DNA methylation at cytosines has long been associated with early development, maturation, and aging of human tissues. Traditionally, DNA methylation is associated with gene silencing. However, recent single cell multi-omic DNA methylation and RNA sequencing methods have shown that the role of DNA methylation on the expression of nearby genes could silence or activate them depending on the gene and cell type. The recent developments these assays have detected cell type specific DNA methylation and RNA coupling in stem cell rich and human brain tissues. This specificity underscores the need for future growth in DNA methylation and RNA co-sequencing technologies and analysis tools. Presently, about 100,000 single cell profiles are required to adequately map tissues. DNA methylation and RNA co-sequencing methods require the physical isolation of single cells in individual wells. There is no method that can assay 100,000 cells without utilizing extensive liquid handling systems.
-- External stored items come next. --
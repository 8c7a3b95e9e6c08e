use std::{path::PathBuf, sync::Arc};

use clap::Parser;

use reposter_core::{config::Config, logging, store::ListStore};
use reposter_redis::RedisListStore;

/// Forwards messages from source chats to destination chats.
#[derive(Parser)]
#[command(name = "reposter")]
struct Cli {
    /// Path to the JSON config file.
    #[arg(short, long)]
    config: PathBuf,

    /// Log at debug level.
    #[arg(short, long)]
    verbose: bool,
}

#[tokio::main]
async fn main() -> Result<(), reposter_core::Error> {
    let cli = Cli::parse();
    logging::init(cli.verbose);

    let cfg = Arc::new(Config::load(&cli.config)?);
    let store: Arc<dyn ListStore> = Arc::new(RedisListStore::connect(&cfg).await?);

    reposter_telegram::router::run_polling(cfg, store)
        .await
        .map_err(|e| reposter_core::Error::Telegram(format!("bot failed: {e}")))?;

    Ok(())
}
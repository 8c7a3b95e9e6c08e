//! Redis adapter for the list store.
//!
//! Chat ids live in Redis as decimal strings inside plain sets, one set per
//! list, all under the deployment's key prefix. This crate is the only place
//! that encodes ids to strings and parses them back.

use async_trait::async_trait;
use redis::{aio::ConnectionManager, AsyncCommands};

use reposter_core::{
    config::Config,
    domain::ChatId,
    errors::Error,
    store::{ListKind, ListStore},
    Result,
};

pub struct RedisListStore {
    conn: ConnectionManager,
    prefix: String,
}

impl RedisListStore {
    /// Connect using the address, database index and prefix from the config.
    pub async fn connect(cfg: &Config) -> Result<Self> {
        let url = format!("redis://{}/{}", cfg.redis_address, cfg.redis_db);
        let client = redis::Client::open(url).map_err(map_err)?;
        let conn = ConnectionManager::new(client).await.map_err(map_err)?;

        Ok(Self {
            conn,
            prefix: cfg.redis_prefix.clone(),
        })
    }

    fn key(&self, list: ListKind) -> String {
        key(&self.prefix, list)
    }
}

fn key(prefix: &str, list: ListKind) -> String {
    format!("{prefix}:{}", list.key_suffix())
}

fn map_err(e: redis::RedisError) -> Error {
    Error::Store(e.to_string())
}

#[async_trait]
impl ListStore for RedisListStore {
    async fn add(&self, list: ListKind, id: ChatId) -> Result<()> {
        let mut conn = self.conn.clone();
        let _: i64 = conn
            .sadd(self.key(list), id.to_string())
            .await
            .map_err(map_err)?;
        Ok(())
    }

    async fn remove(&self, list: ListKind, id: ChatId) -> Result<()> {
        let mut conn = self.conn.clone();
        let _: i64 = conn
            .srem(self.key(list), id.to_string())
            .await
            .map_err(map_err)?;
        Ok(())
    }

    async fn contains(&self, list: ListKind, id: ChatId) -> Result<bool> {
        let mut conn = self.conn.clone();
        conn.sismember(self.key(list), id.to_string())
            .await
            .map_err(map_err)
    }

    async fn members(&self, list: ListKind) -> Result<Vec<ChatId>> {
        let mut conn = self.conn.clone();
        let raw: Vec<String> = conn.smembers(self.key(list)).await.map_err(map_err)?;
        raw.iter().map(|s| s.parse()).collect()
    }

    async fn clear_all(&self) -> Result<()> {
        let keys: Vec<String> = ListKind::ALL.iter().map(|l| self.key(*l)).collect();
        let mut conn = self.conn.clone();
        let _: i64 = conn.del(keys).await.map_err(map_err)?;
        Ok(())
    }
}
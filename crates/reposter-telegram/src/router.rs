use std::sync::Arc;

use teloxide::{dispatching::Dispatcher, dptree, prelude::*};
use tokio::sync::Mutex;
use tracing::info;

use reposter_core::{
    commands,
    config::Config,
    messaging::MessagingPort,
    relay::{RelayEngine, FORWARD_DELAY},
    reporting::ErrorReporter,
    store::ListStore,
};

use crate::handlers;
use crate::TelegramMessenger;

#[derive(Clone)]
pub struct AppState {
    pub dispatcher: Arc<commands::Dispatcher>,
    pub relay: Arc<RelayEngine>,
    pub messenger: Arc<dyn MessagingPort>,
    pub reporter: Arc<ErrorReporter>,
    /// The bot's own user id, for spotting "added to group" updates.
    pub bot_id: i64,
    /// Updates are handled strictly one at a time.
    pub update_lock: Arc<Mutex<()>>,
}

pub async fn run_polling(cfg: Arc<Config>, store: Arc<dyn ListStore>) -> anyhow::Result<()> {
    let bot = Bot::new(cfg.token.clone());

    let me = bot.get_me().await?;
    info!("reposter started: @{}", me.username());

    let messenger: Arc<dyn MessagingPort> = Arc::new(TelegramMessenger::new(bot.clone()));
    let reporter = Arc::new(ErrorReporter::new(store.clone(), messenger.clone()));
    let relay = Arc::new(RelayEngine::new(
        store.clone(),
        messenger.clone(),
        reporter.clone(),
        FORWARD_DELAY,
    ));

    let state = Arc::new(AppState {
        dispatcher: Arc::new(commands::Dispatcher::new(store)),
        relay,
        messenger,
        reporter,
        bot_id: me.user.id.0 as i64,
        update_lock: Arc::new(Mutex::new(())),
    });

    let handler = dptree::entry().branch(Update::filter_message().endpoint(handlers::handle_message));

    Dispatcher::builder(bot, handler)
        .dependencies(dptree::deps![state])
        .build()
        .dispatch()
        .await;

    Ok(())
}
use crate::{
    domain::ChatId,
    store::{ListKind, ListStore},
    Result,
};

/// Admin = member of the admin list.
pub async fn is_admin(store: &dyn ListStore, chat: ChatId) -> Result<bool> {
    store.contains(ListKind::Admins, chat).await
}

/// An empty admin list means the deployment is unconfigured: `/setup` may
/// bootstrap the first admin and `/start` shows help to anyone.
pub async fn is_configured(store: &dyn ListStore) -> Result<bool> {
    Ok(!store.members(ListKind::Admins).await?.is_empty())
}
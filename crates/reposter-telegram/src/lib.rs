//! Telegram adapter (teloxide).
//!
//! Implements the `reposter-core` MessagingPort over the Telegram Bot API.

use async_trait::async_trait;
use teloxide::prelude::*;

pub mod handlers;
pub mod router;

use reposter_core::{
    domain::{ChatId, MessageId, MessageRef},
    errors::Error,
    messaging::MessagingPort,
    Result,
};

#[derive(Clone)]
pub struct TelegramMessenger {
    bot: Bot,
}

impl TelegramMessenger {
    pub fn new(bot: Bot) -> Self {
        Self { bot }
    }

    fn tg_chat(chat_id: ChatId) -> teloxide::types::ChatId {
        teloxide::types::ChatId(chat_id.0)
    }

    fn tg_msg_id(message_id: MessageId) -> teloxide::types::MessageId {
        teloxide::types::MessageId(message_id.0)
    }

    fn map_err(e: teloxide::RequestError) -> Error {
        Error::Telegram(e.to_string())
    }
}

#[async_trait]
impl MessagingPort for TelegramMessenger {
    async fn send_text(&self, chat_id: ChatId, text: &str) -> Result<MessageRef> {
        let msg = self
            .bot
            .send_message(Self::tg_chat(chat_id), text.to_string())
            .await
            .map_err(Self::map_err)?;

        Ok(MessageRef {
            chat_id,
            message_id: MessageId(msg.id.0),
        })
    }

    async fn reply_text(&self, to: MessageRef, text: &str) -> Result<MessageRef> {
        let msg = self
            .bot
            .send_message(Self::tg_chat(to.chat_id), text.to_string())
            .reply_to_message_id(Self::tg_msg_id(to.message_id))
            .await
            .map_err(Self::map_err)?;

        Ok(MessageRef {
            chat_id: to.chat_id,
            message_id: MessageId(msg.id.0),
        })
    }

    async fn delete_message(&self, msg: MessageRef) -> Result<()> {
        self.bot
            .delete_message(Self::tg_chat(msg.chat_id), Self::tg_msg_id(msg.message_id))
            .await
            .map_err(Self::map_err)?;
        Ok(())
    }

    async fn forward_message(&self, msg: MessageRef, to: ChatId) -> Result<()> {
        self.bot
            .forward_message(
                Self::tg_chat(to),
                Self::tg_chat(msg.chat_id),
                Self::tg_msg_id(msg.message_id),
            )
            .await
            .map_err(Self::map_err)?;
        Ok(())
    }
}
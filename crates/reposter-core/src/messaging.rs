use std::{sync::Arc, time::Duration};

use async_trait::async_trait;
use tokio::time::sleep;

use crate::{
    domain::{ChatId, MessageRef},
    Result,
};

/// How long a "+" acknowledgment stays visible before the detached cleanup
/// task deletes it.
pub const ACK_LIFETIME: Duration = Duration::from_secs(10);

/// Port over the messaging platform.
#[async_trait]
pub trait MessagingPort: Send + Sync {
    async fn send_text(&self, chat_id: ChatId, text: &str) -> Result<MessageRef>;
    /// Send `text` as a reply to an existing message.
    async fn reply_text(&self, to: MessageRef, text: &str) -> Result<MessageRef>;
    async fn delete_message(&self, msg: MessageRef) -> Result<()>;
    /// Re-send an existing message to another chat, payload unaltered.
    async fn forward_message(&self, msg: MessageRef, to: ChatId) -> Result<()>;
}

/// Reply with a short-lived message that a detached task deletes after
/// `lifetime`. The deletion is fire-and-forget; its failure is unobservable,
/// which is acceptable for a cosmetic cleanup.
pub async fn reply_ephemeral(
    messenger: Arc<dyn MessagingPort>,
    to: MessageRef,
    text: &str,
    lifetime: Duration,
) -> Result<()> {
    let sent = messenger.reply_text(to, text).await?;
    tokio::spawn(async move {
        sleep(lifetime).await;
        let _ = messenger.delete_message(sent).await;
    });
    Ok(())
}

#[cfg(test)]
pub(crate) mod testing {
    use std::collections::HashSet;
    use std::sync::atomic::{AtomicI32, Ordering};

    use tokio::sync::Mutex;
    use tokio::time::Instant;

    use super::*;
    use crate::domain::MessageId;
    use crate::errors::Error;

    #[derive(Clone, Debug, PartialEq, Eq)]
    pub(crate) enum Call {
        Send { chat: ChatId, text: String },
        Reply { to: MessageRef, text: String },
        Delete(MessageRef),
        Forward { msg: MessageRef, to: ChatId },
    }

    /// Records every port call; selected targets can be made to fail.
    #[derive(Default)]
    pub(crate) struct RecordingMessenger {
        calls: Mutex<Vec<(Instant, Call)>>,
        pub fail_sends_to: Mutex<HashSet<i64>>,
        pub fail_forwards_to: Mutex<HashSet<i64>>,
        next_id: AtomicI32,
    }

    impl RecordingMessenger {
        async fn record(&self, call: Call) {
            self.calls.lock().await.push((Instant::now(), call));
        }

        fn next_ref(&self, chat: ChatId) -> MessageRef {
            MessageRef {
                chat_id: chat,
                message_id: MessageId(self.next_id.fetch_add(1, Ordering::SeqCst)),
            }
        }

        pub(crate) async fn recorded(&self) -> Vec<Call> {
            self.calls.lock().await.iter().map(|(_, c)| c.clone()).collect()
        }

        pub(crate) async fn recorded_at(&self) -> Vec<(Instant, Call)> {
            self.calls.lock().await.clone()
        }
    }

    #[async_trait]
    impl MessagingPort for RecordingMessenger {
        async fn send_text(&self, chat_id: ChatId, text: &str) -> Result<MessageRef> {
            if self.fail_sends_to.lock().await.contains(&chat_id.0) {
                return Err(Error::Telegram(format!("send to {chat_id} refused")));
            }
            self.record(Call::Send {
                chat: chat_id,
                text: text.to_string(),
            })
            .await;
            Ok(self.next_ref(chat_id))
        }

        async fn reply_text(&self, to: MessageRef, text: &str) -> Result<MessageRef> {
            self.record(Call::Reply {
                to,
                text: text.to_string(),
            })
            .await;
            Ok(self.next_ref(to.chat_id))
        }

        async fn delete_message(&self, msg: MessageRef) -> Result<()> {
            self.record(Call::Delete(msg)).await;
            Ok(())
        }

        async fn forward_message(&self, msg: MessageRef, to: ChatId) -> Result<()> {
            if self.fail_forwards_to.lock().await.contains(&to.0) {
                return Err(Error::Telegram(format!("forward to {to} refused")));
            }
            self.record(Call::Forward { msg, to }).await;
            Ok(())
        }
    }
}
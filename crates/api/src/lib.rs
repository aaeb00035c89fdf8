//! # Rollcall API
//!
//! The HTTP surface of the Rollcall attendance service. It exposes REST
//! endpoints for the roster, the class schedule, attendance marking, student
//! and staff login, and the LLM-backed suggestion flows.
//!
//! ## Architecture
//!
//! - **Routes**: endpoint and URL structure, one module per resource
//! - **Handlers**: request processing on top of the engine crate's services
//! - **Middleware**: error mapping and password hashing
//! - **Config**: environment-driven settings
//!
//! The server owns no domain state of its own: every handler goes through
//! [`rollcall_engine::roster::RosterService`] or
//! [`rollcall_engine::lifecycle::LifecycleEngine`], so HTTP consumers and
//! in-process subscribers always observe the same view.

/// Configuration for server, database, engine and suggestion settings
pub mod config;
/// Request handlers implementing the endpoint logic
pub mod handlers;
/// Error mapping and credential hashing
pub mod middleware;
/// Route definitions
pub mod routes;
/// The suggestion (LLM) collaborator client
pub mod suggest;

use std::sync::Arc;

use axum::Router;
use eyre::Result;
use tokio::net::TcpListener;
use tracing::info;

use rollcall_engine::lifecycle::LifecycleEngine;
use rollcall_engine::roster::RosterService;

use crate::suggest::SuggestionClient;

/// Shared application state handed to every request handler.
pub struct ApiState {
    pub roster: Arc<RosterService>,
    pub engine: Arc<LifecycleEngine>,
    /// Absent when no suggestion endpoint is configured; the suggestion
    /// routes then reject with a clear message instead of failing late.
    pub suggestions: Option<Arc<dyn SuggestionClient>>,
    /// Shared staff password for the role-based login; absent disables
    /// staff logins entirely.
    pub staff_password: Option<String>,
}

/// Starts the HTTP server with the provided configuration and state.
pub async fn start_server(config: config::ApiConfig, state: Arc<ApiState>) -> Result<()> {
    // Build the application router with all routes
    let app = Router::new()
        // Health check endpoints
        .merge(routes::health::routes())
        // Login endpoint
        .merge(routes::auth::routes())
        // Roster management endpoints
        .merge(routes::students::routes())
        // Schedule management endpoints
        .merge(routes::classes::routes())
        // Attendance marking endpoints
        .merge(routes::attendance::routes())
        // Suggestion and routine generation endpoints
        .merge(routes::suggestions::routes())
        // Attach shared state to all routes
        .with_state(state)
        // Request logging and per-request timeout
        .layer(
            tower::ServiceBuilder::new()
                .layer(tower_http::trace::TraceLayer::new_for_http())
                .layer(tower_http::timeout::TimeoutLayer::new(
                    std::time::Duration::from_secs(config.request_timeout),
                )),
        );

    // Apply CORS configuration if origins are specified
    let app = if let Some(origins) = &config.cors_origins {
        let origins = origins
            .iter()
            .filter_map(|origin| origin.parse().ok())
            .collect::<Vec<_>>();

        let cors = tower_http::cors::CorsLayer::new()
            .allow_methods([
                axum::http::Method::GET,
                axum::http::Method::POST,
                axum::http::Method::PUT,
                axum::http::Method::DELETE,
                axum::http::Method::OPTIONS,
            ])
            .allow_headers([
                axum::http::header::CONTENT_TYPE,
                axum::http::header::AUTHORIZATION,
                axum::http::header::ACCEPT,
            ])
            .allow_origin(origins)
            .allow_credentials(true);

        app.layer(cors)
    } else {
        app
    };

    // Start the HTTP server
    let addr = config.server_addr();
    let listener = TcpListener::bind(&addr).await?;
    info!("Server listening on http://{}", addr);
    axum::serve(listener, app).await?;

    Ok(())
}
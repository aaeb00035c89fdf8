//! Pure schedule evaluation.
//!
//! Given the stored class list and a probe instant, this module derives the
//! fresh status of every class and selects the current/next view the UI
//! consumes. It is deliberately free of I/O and engine state: the engine
//! crate feeds it store reads and persists whatever it reports as changed.

use chrono::NaiveDateTime;

use crate::clock::TimeRange;
use crate::errors::RollcallResult;
use crate::models::class::{ClassRecord, ClassStatus};

/// Derives the lifecycle state of a single class at `now`.
///
/// `InProgress` iff `start <= now < end`, `Completed` iff `now >= end`,
/// otherwise `Upcoming`. Exactly one state holds, and for a fixed range the
/// derivation is monotonic over the day.
pub fn derive_status(range: TimeRange, now: NaiveDateTime) -> ClassStatus {
    let (start, end) = range.anchor(now.date());

    if now >= end {
        ClassStatus::Completed
    } else if now >= start {
        ClassStatus::InProgress
    } else {
        ClassStatus::Upcoming
    }
}

/// A single status transition detected during an evaluation pass.
#[derive(Debug, Clone, PartialEq, Eq)]
pub struct StatusChange {
    pub code: String,
    pub status: ClassStatus,
}

/// The outcome of evaluating the whole schedule at one instant.
#[derive(Debug, Clone)]
pub struct EvaluationPlan {
    /// Every class with its fresh status, in stored order.
    pub classes: Vec<ClassRecord>,
    /// Only the records whose status actually changed; persisting just
    /// these avoids write amplification and spurious notifications.
    pub changes: Vec<StatusChange>,
    /// The active class: with an overlapping schedule, the earliest start
    /// wins, ties broken by stored order.
    pub current: Option<ClassRecord>,
    /// The upcoming class with the earliest start, ties by stored order.
    pub next: Option<ClassRecord>,
    /// All active codes whenever more than one class is simultaneously in
    /// progress; empty for a well-formed schedule.
    pub overlapping: Vec<String>,
}

/// Evaluates every stored class against `now`.
///
/// All time ranges are parsed up front so that a single malformed row fails
/// the pass loudly instead of yielding a half-evaluated schedule.
pub fn plan_evaluation(stored: &[ClassRecord], now: NaiveDateTime) -> RollcallResult<EvaluationPlan> {
    let ranges = stored
        .iter()
        .map(|record| TimeRange::parse(&record.time))
        .collect::<RollcallResult<Vec<_>>>()?;

    let mut classes = Vec::with_capacity(stored.len());
    let mut changes = Vec::new();

    for (record, range) in stored.iter().zip(&ranges) {
        let status = derive_status(*range, now);
        if status != record.status {
            changes.push(StatusChange {
                code: record.code.clone(),
                status,
            });
        }
        classes.push(ClassRecord {
            status,
            ..record.clone()
        });
    }

    let current = classes
        .iter()
        .zip(&ranges)
        .filter(|(class, _)| class.status == ClassStatus::InProgress)
        .min_by_key(|(_, range)| range.start)
        .map(|(class, _)| class.clone());

    let active_codes: Vec<String> = classes
        .iter()
        .filter(|class| class.status == ClassStatus::InProgress)
        .map(|class| class.code.clone())
        .collect();
    let overlapping = if active_codes.len() > 1 {
        active_codes
    } else {
        Vec::new()
    };

    let next = classes
        .iter()
        .zip(&ranges)
        .filter(|(class, _)| class.status == ClassStatus::Upcoming)
        .min_by_key(|(_, range)| range.start)
        .map(|(class, _)| class.clone());

    Ok(EvaluationPlan {
        classes,
        changes,
        current,
        next,
        overlapping,
    })
}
We address this challenge by developing a novel ultra-high throughput DNA methylation and RNA co-sequencing platform, sci-Gel, that utilizes three levels of combinatorial indexing to increase the throughput of existing technologies to 50,000-100,000 cells per experiment with just three 96 well plates. In this dissertation, we first push the boundaries of present combinatorial indexing techniques where the DNA and RNA of single cells are simultaneously extracted and immobilized within polyacrylamide gel beads that are used for indexing. This resulted in the development of a 2-level combinatorial indexing platform that could be used to co-sequence DNA copy-number variations, relevant in cancers, and RNA at the scale of thousands of cells. We then describe the adaptations made from existing bisulfite conversion chemistries to our gel beads to incorporate the DNA methylation feature. We then describe the development of a 3-level combinatorial indexing platform to increase the cell throughput of our technology to 50,000-100,000 cells per experiment. Finally, we discuss future efforts to utilize sci-Gel to create the first single cell DNA methylation and RNA co-sequencing map of peripheral blood mononuclear cells.